Problem statement:
Copy out every line of the records where the string "function" occurs.

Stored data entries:
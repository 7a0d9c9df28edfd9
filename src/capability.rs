//! Capability contracts a loadable unit can export.
//!
//! There are exactly two roles, and a unit declares which one each of its
//! symbols plays by the [`Export`] variant it stores:
//!
//! | Capability | Symbol | Operation |
//! |---|---|---|
//! | [`Capability::Controller`] | `"Controller"` | [`Controller::fire`] produces the response |
//! | [`Capability::Middleware`] | `"Middleware"` | [`MiddlewareFactory::pass`] turns a params blob into a [`Gate`] |

use std::fmt;
use std::sync::Arc;

use crate::endpoint::{BoxFuture, BoxedEndpoint, Endpoint};
use crate::request::Request;

/// Terminal request handler of a route.
pub trait Controller: Send + Sync + 'static {
    fn fire(&self, req: Request) -> BoxFuture;
}

/// Builds gates from the opaque `params` string configured on a route.
///
/// `pass` cannot fail. A gate that dislikes its params reports that at
/// request time by answering with an error response.
pub trait MiddlewareFactory: Send + Sync + 'static {
    fn pass(&self, params: &str) -> Gate;
}

/// A transformation from one request function to another.
///
/// A gate may call the function it wraps, call it conditionally, or answer
/// on its own without calling it at all.
#[derive(Clone)]
pub struct Gate(Arc<dyn Fn(BoxedEndpoint) -> BoxedEndpoint + Send + Sync>);

impl Gate {
    pub fn new<F>(wrap: F) -> Self
    where
        F: Fn(BoxedEndpoint) -> BoxedEndpoint + Send + Sync + 'static,
    {
        Self(Arc::new(wrap))
    }

    /// Wraps `next`, returning the function that now runs in its place.
    pub fn apply(&self, next: BoxedEndpoint) -> BoxedEndpoint {
        (self.0)(next)
    }
}

impl fmt::Debug for Gate {
    fn fmt(&self, f: &mut fmt::Formatter<'_>) -> fmt::Result {
        f.write_str("Gate")
    }
}

/// Which contract a caller expects an export to satisfy.
#[derive(Clone, Copy, Debug, Eq, Hash, PartialEq)]
pub enum Capability {
    Controller,
    Middleware,
}

impl Capability {
    /// The well-known symbol name a unit exports this capability under.
    pub const fn symbol(self) -> &'static str {
        match self {
            Self::Controller => "Controller",
            Self::Middleware => "Middleware",
        }
    }
}

impl fmt::Display for Capability {
    fn fmt(&self, f: &mut fmt::Formatter<'_>) -> fmt::Result {
        f.write_str(match self {
            Self::Controller => "controller",
            Self::Middleware => "middleware factory",
        })
    }
}

/// A symbol exported by a loadable unit, tagged with its capability.
#[derive(Clone)]
pub enum Export {
    Controller(Arc<dyn Controller>),
    Middleware(Arc<dyn MiddlewareFactory>),
}

impl Export {
    pub fn controller(c: impl Controller) -> Self {
        Self::Controller(Arc::new(c))
    }

    pub fn middleware(m: impl MiddlewareFactory) -> Self {
        Self::Middleware(Arc::new(m))
    }

    pub fn capability(&self) -> Capability {
        match self {
            Self::Controller(_) => Capability::Controller,
            Self::Middleware(_) => Capability::Middleware,
        }
    }
}

/// Adapts a controller so it can sit at the bottom of a pipeline.
pub(crate) fn controller_endpoint(controller: Arc<dyn Controller>) -> BoxedEndpoint {
    Arc::new(ControllerEndpoint(controller))
}

struct ControllerEndpoint(Arc<dyn Controller>);

impl Endpoint for ControllerEndpoint {
    fn call(&self, req: Request) -> BoxFuture {
        self.0.fire(req)
    }
}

Response box:
/// A transformation from one request function to another.
/// A gate may call the function it wraps, call it conditionally, or answer
    /// Wraps `next`, returning the function that now runs in its place.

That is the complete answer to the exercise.